• [TASK DESCRIPTION]
The reply to the records below should contain exactly the lines from the line with "zoning for \" through the line with "use chrono::Utc;", and nothing besides.

• [DATA FOR THIS EXERCISE]
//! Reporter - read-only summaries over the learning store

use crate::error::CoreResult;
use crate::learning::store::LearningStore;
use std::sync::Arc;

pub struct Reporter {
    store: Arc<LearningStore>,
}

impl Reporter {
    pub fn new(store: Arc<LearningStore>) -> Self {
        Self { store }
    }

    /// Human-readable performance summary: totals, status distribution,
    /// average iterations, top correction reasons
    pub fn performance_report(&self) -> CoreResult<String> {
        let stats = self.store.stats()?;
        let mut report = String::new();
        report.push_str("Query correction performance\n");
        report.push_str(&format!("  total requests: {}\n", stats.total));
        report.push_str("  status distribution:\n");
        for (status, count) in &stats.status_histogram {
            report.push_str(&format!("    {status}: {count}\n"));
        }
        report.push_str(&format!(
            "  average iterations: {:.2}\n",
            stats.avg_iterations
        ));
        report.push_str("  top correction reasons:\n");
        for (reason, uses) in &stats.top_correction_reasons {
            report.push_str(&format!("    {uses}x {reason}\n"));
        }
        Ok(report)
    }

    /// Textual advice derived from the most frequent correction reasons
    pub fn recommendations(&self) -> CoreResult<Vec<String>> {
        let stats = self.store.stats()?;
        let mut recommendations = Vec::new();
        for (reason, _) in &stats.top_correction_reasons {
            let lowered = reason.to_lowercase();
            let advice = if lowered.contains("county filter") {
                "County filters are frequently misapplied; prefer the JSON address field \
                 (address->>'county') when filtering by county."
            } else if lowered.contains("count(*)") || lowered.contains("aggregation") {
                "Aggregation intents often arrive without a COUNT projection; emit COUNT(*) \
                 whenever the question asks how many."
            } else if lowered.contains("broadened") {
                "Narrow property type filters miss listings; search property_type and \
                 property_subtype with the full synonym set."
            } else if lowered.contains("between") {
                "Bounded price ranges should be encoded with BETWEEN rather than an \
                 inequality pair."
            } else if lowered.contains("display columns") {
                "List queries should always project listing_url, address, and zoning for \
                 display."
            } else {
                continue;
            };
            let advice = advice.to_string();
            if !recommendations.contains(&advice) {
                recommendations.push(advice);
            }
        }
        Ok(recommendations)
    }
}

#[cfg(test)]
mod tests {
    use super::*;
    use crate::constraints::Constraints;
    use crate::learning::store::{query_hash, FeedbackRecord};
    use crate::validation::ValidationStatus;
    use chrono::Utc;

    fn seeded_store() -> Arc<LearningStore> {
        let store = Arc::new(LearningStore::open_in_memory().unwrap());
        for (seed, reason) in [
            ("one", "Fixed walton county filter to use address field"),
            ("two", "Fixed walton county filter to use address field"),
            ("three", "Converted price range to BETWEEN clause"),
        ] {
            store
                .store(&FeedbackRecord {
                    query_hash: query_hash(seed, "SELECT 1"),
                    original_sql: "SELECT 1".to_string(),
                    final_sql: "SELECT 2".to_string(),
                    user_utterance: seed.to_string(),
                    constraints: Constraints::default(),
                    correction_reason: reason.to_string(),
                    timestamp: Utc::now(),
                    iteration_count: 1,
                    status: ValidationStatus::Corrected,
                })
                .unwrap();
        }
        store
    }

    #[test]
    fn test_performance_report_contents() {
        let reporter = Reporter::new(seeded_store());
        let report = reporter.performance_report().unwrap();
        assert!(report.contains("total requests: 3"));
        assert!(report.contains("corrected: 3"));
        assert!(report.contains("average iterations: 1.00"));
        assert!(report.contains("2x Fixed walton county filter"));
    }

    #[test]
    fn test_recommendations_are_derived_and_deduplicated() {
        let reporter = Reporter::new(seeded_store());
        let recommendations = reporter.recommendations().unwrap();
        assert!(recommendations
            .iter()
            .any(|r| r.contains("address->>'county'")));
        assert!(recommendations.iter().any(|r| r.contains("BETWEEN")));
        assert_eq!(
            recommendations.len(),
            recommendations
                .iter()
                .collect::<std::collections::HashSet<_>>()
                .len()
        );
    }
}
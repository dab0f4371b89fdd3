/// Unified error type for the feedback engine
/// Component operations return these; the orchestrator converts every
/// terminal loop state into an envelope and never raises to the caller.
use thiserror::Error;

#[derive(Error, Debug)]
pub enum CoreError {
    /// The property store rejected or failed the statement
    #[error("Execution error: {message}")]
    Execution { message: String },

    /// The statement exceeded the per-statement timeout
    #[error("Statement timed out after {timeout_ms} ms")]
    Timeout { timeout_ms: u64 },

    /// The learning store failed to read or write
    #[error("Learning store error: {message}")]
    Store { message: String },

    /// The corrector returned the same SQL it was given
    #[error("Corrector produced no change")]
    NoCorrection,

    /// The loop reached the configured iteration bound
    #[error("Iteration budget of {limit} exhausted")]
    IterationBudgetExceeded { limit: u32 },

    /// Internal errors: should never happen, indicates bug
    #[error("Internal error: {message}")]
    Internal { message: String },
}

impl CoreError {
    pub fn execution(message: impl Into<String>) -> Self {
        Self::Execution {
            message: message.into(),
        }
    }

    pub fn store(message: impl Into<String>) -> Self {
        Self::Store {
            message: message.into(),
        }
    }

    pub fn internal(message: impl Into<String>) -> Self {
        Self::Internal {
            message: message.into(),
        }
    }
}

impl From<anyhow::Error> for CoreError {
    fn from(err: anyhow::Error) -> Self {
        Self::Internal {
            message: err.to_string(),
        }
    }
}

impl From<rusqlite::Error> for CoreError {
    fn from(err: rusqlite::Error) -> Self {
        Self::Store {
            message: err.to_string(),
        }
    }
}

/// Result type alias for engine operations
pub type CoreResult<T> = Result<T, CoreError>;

• [TASK RESULT]
                "List queries should always project listing_url, address, and zoning for \
                 display."
            } else {
                continue;
            };
            let advice = advice.to_string();
            if !recommendations.contains(&advice) {
                recommendations.push(advice);
            }
        }
        Ok(recommendations)
    }
}

#[cfg(test)]
mod tests {
    use super::*;
    use crate::constraints::Constraints;
    use crate::learning::store::{query_hash, FeedbackRecord};
    use crate::validation::ValidationStatus;
    use chrono::Utc;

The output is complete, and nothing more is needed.